584. Robert Southey to Charles Watkin Williams Wynn, [started before and continued on] 14 June 1801 

Printer-friendly versionSend by email

584. Robert Southey to Charles Watkin Williams Wynn, [started before and continued on] 14 June 1801 ⁠* 

My dear Wynn

Your letter by a very unlucky accident did not reach me till the Packet which brought it was under weigh for the return – an hour earlier & I might have answerd it – a day earlier & I would have taken my departure. since then we have lost a packet. I return in the next which would have sailed on Sunday if Frere [1]  had not before its arrival engaged an armed vessel to carry dispatches.

I am only afraid the situation you mention [2]  is more adapted for a single than a married man. except this it is every way desirable. a fortnights practise will enable me to write French. I never shall speak it decently – but I can make myself be understood, & in these things habit is all in all. – our packet sails the middle or end of next week. let me find a letter from you at Falmouth. I shall remain two or three days at Bristol, & if you are in London proceed to town. – you have given me Robinson Crusoeish [3]  dreams about Greece & Asia Minor & Troy – & I shall be bitterly disappointed if neither Etna nor Vesuvius [4]  treat me with an illumination.

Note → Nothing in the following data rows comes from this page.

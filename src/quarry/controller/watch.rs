/*
 * Copyright (C) 2024 The Quarry Authors
 *
 * Licensed under the Apache License, Version 2.0 (the "License");
 * you may not use this file except in compliance with the License.
 * You may obtain a copy of the License at
 *
 * http://www.apache.org/licenses/LICENSE-2.0
 *
 * Unless required by applicable law or agreed to in writing, software
 * distributed under the License is distributed on an "AS IS" BASIS,
 * WITHOUT WARRANTIES OR CONDITIONS OF ANY KIND, either express or implied.
 * See the License for the specific language governing permissions and
 * limitations under the License.
 */

use std::sync::atomic::{AtomicBool, Ordering};
use std::sync::Arc;
use std::time::Duration;
use tokio::sync::broadcast::error::RecvError;
use tokio::task::JoinHandle;
use tokio::time::sleep;
use tokio_util::sync::CancellationToken;

use crate::quarry::api::types::MANAGER_CONTAINER_NAME;
use crate::quarry::datastore::registry::WatchEventType;
use crate::quarry::logger::{log_info, log_warn};

use super::node::NodeController;

const COMPONENT: &str = "node-watch";
const CACHE_SYNC_POLL_INTERVAL: Duration = Duration::from_millis(50);

const SOURCE_COUNT: usize = 5;

/// The five object kinds feeding the per-node work queue.
#[derive(Debug, Clone, Copy, PartialEq, Eq)]
pub enum WatchSource {
    Node = 0,
    Setting = 1,
    Replica = 2,
    ManagerPod = 3,
    KubernetesNode = 4,
}

/// Tracks which informer caches have completed their initial list. Workers
/// must not start before every source has synced.
pub struct CacheSyncGate {
    synced: [AtomicBool; SOURCE_COUNT],
}

impl CacheSyncGate {
    pub fn new() -> Self {
        Self {
            synced: Default::default(),
        }
    }

    pub fn mark_synced(&self, source: WatchSource) {
        self.synced[source as usize].store(true, Ordering::SeqCst);
    }

    pub fn has_synced(&self) -> bool {
        self.synced.iter().all(|flag| flag.load(Ordering::SeqCst))
    }
}

impl Default for CacheSyncGate {
    fn default() -> Self {
        Self::new()
    }
}

/// Blocks until every watcher has completed its initial list, or the stop
/// token fires first.
pub async fn wait_for_cache_sync(
    name: &str,
    gate: &CacheSyncGate,
    cancel: &CancellationToken,
) -> bool {
    log_info(
        COMPONENT,
        "waiting for informer caches to sync",
        &[("controller", name)],
    );
    loop {
        if gate.has_synced() {
            log_info(
                COMPONENT,
                "informer caches synced",
                &[("controller", name)],
            );
            return true;
        }
        tokio::select! {
            _ = cancel.cancelled() => {
                log_warn(
                    COMPONENT,
                    "cache sync interrupted by shutdown",
                    &[("controller", name)],
                );
                return false;
            }
            _ = sleep(CACHE_SYNC_POLL_INTERVAL) => {}
        }
    }
}

/// Starts the five watch loops translating cluster events into node keys.
pub fn spawn_watchers(
    controller: Arc<NodeController>,
    gate: Arc<CacheSyncGate>,
    cancel: CancellationToken,
) -> Vec<JoinHandle<()>> {
    vec![
        spawn_node_watcher(controller.clone(), gate.clone(), cancel.clone()),
        spawn_setting_watcher(controller.clone(), gate.clone(), cancel.clone()),
        spawn_replica_watcher(controller.clone(), gate.clone(), cancel.clone()),
        spawn_manager_pod_watcher(controller.clone(), gate.clone(), cancel.clone()),
        spawn_kubernetes_node_watcher(controller, gate, cancel),
    ]
}

fn spawn_node_watcher(
    controller: Arc<NodeController>,
    gate: Arc<CacheSyncGate>,
    cancel: CancellationToken,
) -> JoinHandle<()> {
    tokio::spawn(async move {
        let mut rx = controller.registry().nodes().watch();
        for node in controller.registry().nodes().list() {
            controller.enqueue_node(&node);
        }
        gate.mark_synced(WatchSource::Node);

        loop {
            tokio::select! {
                _ = cancel.cancelled() => break,
                event = rx.recv() => match event {
                    Ok(event) => controller.enqueue_node(&event.object),
                    Err(RecvError::Lagged(missed)) => {
                        let missed = missed.to_string();
                        log_warn(
                            COMPONENT,
                            "node watch lagged, resyncing every node",
                            &[("missed", &missed)],
                        );
                        controller.enqueue_all_nodes();
                    }
                    Err(RecvError::Closed) => break,
                }
            }
        }
    })
}

fn spawn_setting_watcher(
    controller: Arc<NodeController>,
    gate: Arc<CacheSyncGate>,
    cancel: CancellationToken,
) -> JoinHandle<()> {
    tokio::spawn(async move {
        let mut rx = controller.registry().settings().watch();
        gate.mark_synced(WatchSource::Setting);

        loop {
            tokio::select! {
                _ = cancel.cancelled() => break,
                event = rx.recv() => match event {
                    Ok(event) => {
                        // A deleted setting snaps back to its default and is
                        // recreated; only add/update are actionable.
                        if event.event_type == WatchEventType::Deleted {
                            continue;
                        }
                        if controller.filter_setting(&event.object) {
                            controller.enqueue_all_nodes();
                        }
                    }
                    Err(RecvError::Lagged(missed)) => {
                        let missed = missed.to_string();
                        log_warn(
                            COMPONENT,
                            "setting watch lagged, resyncing every node",
                            &[("missed", &missed)],
                        );
                        controller.enqueue_all_nodes();
                    }
                    Err(RecvError::Closed) => break,
                }
            }
        }
    })
}

fn spawn_replica_watcher(
    controller: Arc<NodeController>,
    gate: Arc<CacheSyncGate>,
    cancel: CancellationToken,
) -> JoinHandle<()> {
    tokio::spawn(async move {
        let mut rx = controller.registry().replicas().watch();
        gate.mark_synced(WatchSource::Replica);

        loop {
            tokio::select! {
                _ = cancel.cancelled() => break,
                event = rx.recv() => match event {
                    Ok(event) => {
                        if controller.filter_replica(&event.object) {
                            controller.enqueue_replica(&event.object);
                        }
                    }
                    Err(RecvError::Lagged(missed)) => {
                        let missed = missed.to_string();
                        log_warn(
                            COMPONENT,
                            "replica watch lagged, resyncing every node",
                            &[("missed", &missed)],
                        );
                        controller.enqueue_all_nodes();
                    }
                    Err(RecvError::Closed) => break,
                }
            }
        }
    })
}

fn spawn_manager_pod_watcher(
    controller: Arc<NodeController>,
    gate: Arc<CacheSyncGate>,
    cancel: CancellationToken,
) -> JoinHandle<()> {
    tokio::spawn(async move {
        let mut rx = controller.registry().pods().watch();
        gate.mark_synced(WatchSource::ManagerPod);

        loop {
            tokio::select! {
                _ = cancel.cancelled() => break,
                event = rx.recv() => match event {
                    Ok(event) => {
                        // A manager pod can be unscheduled to any node, so
                        // every node's readiness may have changed.
                        if event.object.has_container(MANAGER_CONTAINER_NAME) {
                            controller.enqueue_all_nodes();
                        }
                    }
                    Err(RecvError::Lagged(missed)) => {
                        let missed = missed.to_string();
                        log_warn(
                            COMPONENT,
                            "pod watch lagged, resyncing every node",
                            &[("missed", &missed)],
                        );
                        controller.enqueue_all_nodes();
                    }
                    Err(RecvError::Closed) => break,
                }
            }
        }
    })
}

fn spawn_kubernetes_node_watcher(
    controller: Arc<NodeController>,
    gate: Arc<CacheSyncGate>,
    cancel: CancellationToken,
) -> JoinHandle<()> {
    tokio::spawn(async move {
        let mut rx = controller.registry().kube_nodes().watch();
        gate.mark_synced(WatchSource::KubernetesNode);

        loop {
            tokio::select! {
                _ = cancel.cancelled() => break,
                event = rx.recv() => match event {
                    Ok(event) => {
                        // Creation is handled by the node bootstrapper; only
                        // changes and removals feed back into node status.
                        if event.event_type == WatchEventType::Added {
                            continue;
                        }
                        controller.enqueue_kubernetes_node(&event.object.metadata.name);
                    }
                    Err(RecvError::Lagged(missed)) => {
                        let missed = missed.to_string();
                        log_warn(
                            COMPONENT,
                            "kubernetes node watch lagged, resyncing every node",
                            &[("missed", &missed)],
                        );
                        controller.enqueue_all_nodes();
                    }
                    Err(RecvError::Closed) => break,
                }
            }
        }
    })
}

We are within a hundred miles of the seat of war [5]  & are almost as ignorant of what is going on as you can be. this only we know that any {people} but Spaniards would conquer the country & any soldiers but Portugueze utterly destroy the Spanish army. both armies are in want. for the loaf which here is 40 reas – 480 have been offered in the camp, & by the last account it sold for 240. the soldiers have been sixty hours without bread. now they have half a loaf a day – which is about half a breakfast – & their allowance of rice is diminished in consideration. the old Duke [6]  meantime sends to Lisbon for his water, to a particular fountain. Why the French linger we know not unless they are concluding a peace. without generals – without money, food or ammunition, Portugal has no alternative. all the Saints have been called in. I saw a special procession on Sunday last. The miraculous Image our Lord of the Sufferings is now in the Cathedral where the men & women of rank set the example of first putting his heel against each eye & then kissing it. yesterday I went to see this ceremony. no doubt is entertained here that peace must be made by the expulsion of the English, still a heavy calamity to the settlers, tho much of the property has been removed. the prospect for the inhabitants is dismal. Alentejo their corn-country is the seat of war & famine appears inevitable. the English families begin to move & some of the merchants are sending away their fam wives & children, that they may be the less embarrassed at last. I should like to have staid to “see de fun.” – the conduct of the court towards the Galegos [7]  is characteristic. they ordered them all out of the Kingdom within 15 days. this was sending from 30 – to 50,000 working men – who knew the country – to the Spaniards who would immediately form an army of them. they are the water-carriers here – the porters – the servants – almost exclusively. to supply their places Portugal must thin her armies. they found out this & fell upon all underhand shifts to prevent the execution of their own order. first they forbade all carriers to take any Gallegos baggage. then they refused to grant them passports. at last they issued another edict to make them stay.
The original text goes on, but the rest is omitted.